(Saved entries)
+---+
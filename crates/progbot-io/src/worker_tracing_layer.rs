//! Custom tracing layer for the worker subprocess.
//!
//! Ships structured tracing events over the result stream to the supervisor,
//! preserving target and level. Optionally also writes them to stderr for
//! direct debugging (`PROGBOT_WORKER_DIRECT_LOG=1`).

use std::io::Write;

use tokio::sync::mpsc;
use tracing::{Level, Subscriber};
use tracing_subscriber::layer::{Context, Layer};

use crate::bridge::protocol::WorkerResponse;

/// Events from the codec itself are never shipped, or encoding a log frame
/// would emit another log frame.
const SUPPRESSED_TARGET_PREFIX: &str = "progbot_io::bridge";

pub struct WorkerTracingLayer {
    tx: mpsc::Sender<WorkerResponse>,
    direct_log: bool,
}

impl WorkerTracingLayer {
    pub fn new(tx: mpsc::Sender<WorkerResponse>) -> Self {
        let direct_log = std::env::var("PROGBOT_WORKER_DIRECT_LOG").as_deref() == Ok("1");
        Self { tx, direct_log }
    }

    fn level_to_string(level: &Level) -> &'static str {
        match *level {
            Level::TRACE => "trace",
            Level::DEBUG => "debug",
            Level::INFO => "info",
            Level::WARN => "warn",
            Level::ERROR => "error",
        }
    }
}

impl<S> Layer<S> for WorkerTracingLayer
where
    S: Subscriber,
{
    fn on_event(&self, event: &tracing::Event<'_>, _ctx: Context<'_, S>) {
        let metadata = event.metadata();
        let target = metadata.target();
        if target.starts_with(SUPPRESSED_TARGET_PREFIX) {
            return;
        }
        let level = Self::level_to_string(metadata.level());

        let mut visitor = MessageVisitor::default();
        event.record(&mut visitor);
        let message = visitor.finish();

        if self.direct_log {
            let _ = writeln!(
                std::io::stderr().lock(),
                "worker_direct_log::{} [{}] {}",
                target,
                level,
                message
            );
        }

        // A full log queue drops the event rather than stall the driver thread.
        let _ = self.tx.try_send(WorkerResponse::WorkerLog {
            target: target.to_string(),
            level: level.to_string(),
            message,
        });
    }
}

/// Collects the message plus any structured fields as `key=value` pairs.
#[derive(Default)]
struct MessageVisitor {
    message: String,
    fields: Vec<String>,
}

impl MessageVisitor {
    fn finish(self) -> String {
        if self.fields.is_empty() {
            self.message
        } else {
            format!("{} {}", self.message, self.fields.join(" "))
        }
    }
}

impl tracing::field::Visit for MessageVisitor {
    fn record_debug(&mut self, field: &tracing::field::Field, value: &dyn std::fmt::Debug) {
        if field.name() == "message" {
            self.message = format!("{:?}", value);
            if self.message.starts_with('"') && self.message.ends_with('"') {
                self.message = self.message[1..self.message.len() - 1].to_string();
            }
        } else {
            self.fields.push(format!("{}={:?}", field.name(), value));
        }
    }

    fn record_str(&mut self, field: &tracing::field::Field, value: &str) {
        if field.name() == "message" {
            self.message = value.to_string();
        } else {
            self.fields.push(format!("{}={}", field.name(), value));
        }
    }
}

#[cfg(test)]
mod tests {
    use super::*;
    use tracing_subscriber::layer::SubscriberExt;

    fn capture_logs(emit: impl FnOnce()) -> Vec<WorkerResponse> {
        let (tx, mut rx) = mpsc::channel(16);
        let subscriber = tracing_subscriber::registry().with(WorkerTracingLayer::new(tx));
        tracing::subscriber::with_default(subscriber, emit);

        let mut out = Vec::new();
        while let Ok(msg) = rx.try_recv() {
            out.push(msg);
        }
        out
    }

    #[test]
    fn ships_message_with_fields() {
        let logs = capture_logs(|| {
            tracing::warn!(target: "progbot_io::driver", attempt = 2, "Capture failed");
        });

        assert_eq!(logs.len(), 1);
        match &logs[0] {
            WorkerResponse::WorkerLog {
                target,
                level,
                message,
            } => {
                assert_eq!(target, "progbot_io::driver");
                assert_eq!(level, "warn");
                assert_eq!(message, "Capture failed attempt=2");
            }
            other => panic!("unexpected message: {:?}", other),
        }
    }

    #[test]
    fn codec_events_are_not_shipped() {
        let logs = capture_logs(|| {
            tracing::debug!(target: "progbot_io::bridge::codec", "Large frame being encoded");
        });
        assert!(logs.is_empty());
    }
}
+---+
- **Work request**:
Reproduce the lines of the entries above from the one with "impl<S> Layer<S> for WorkerTracingLayer" to the one with "event.record(&mut visitor);", both included, exactly and without any other line.

- **Task answer**:
impl<S> Layer<S> for WorkerTracingLayer
where
    S: Subscriber,
{
    fn on_event(&self, event: &tracing::Event<'_>, _ctx: Context<'_, S>) {
        let metadata = event.metadata();
        let target = metadata.target();
        if target.starts_with(SUPPRESSED_TARGET_PREFIX) {
            return;
        }
        let level = Self::level_to_string(metadata.level());

        let mut visitor = MessageVisitor::default();
        event.record(&mut visitor);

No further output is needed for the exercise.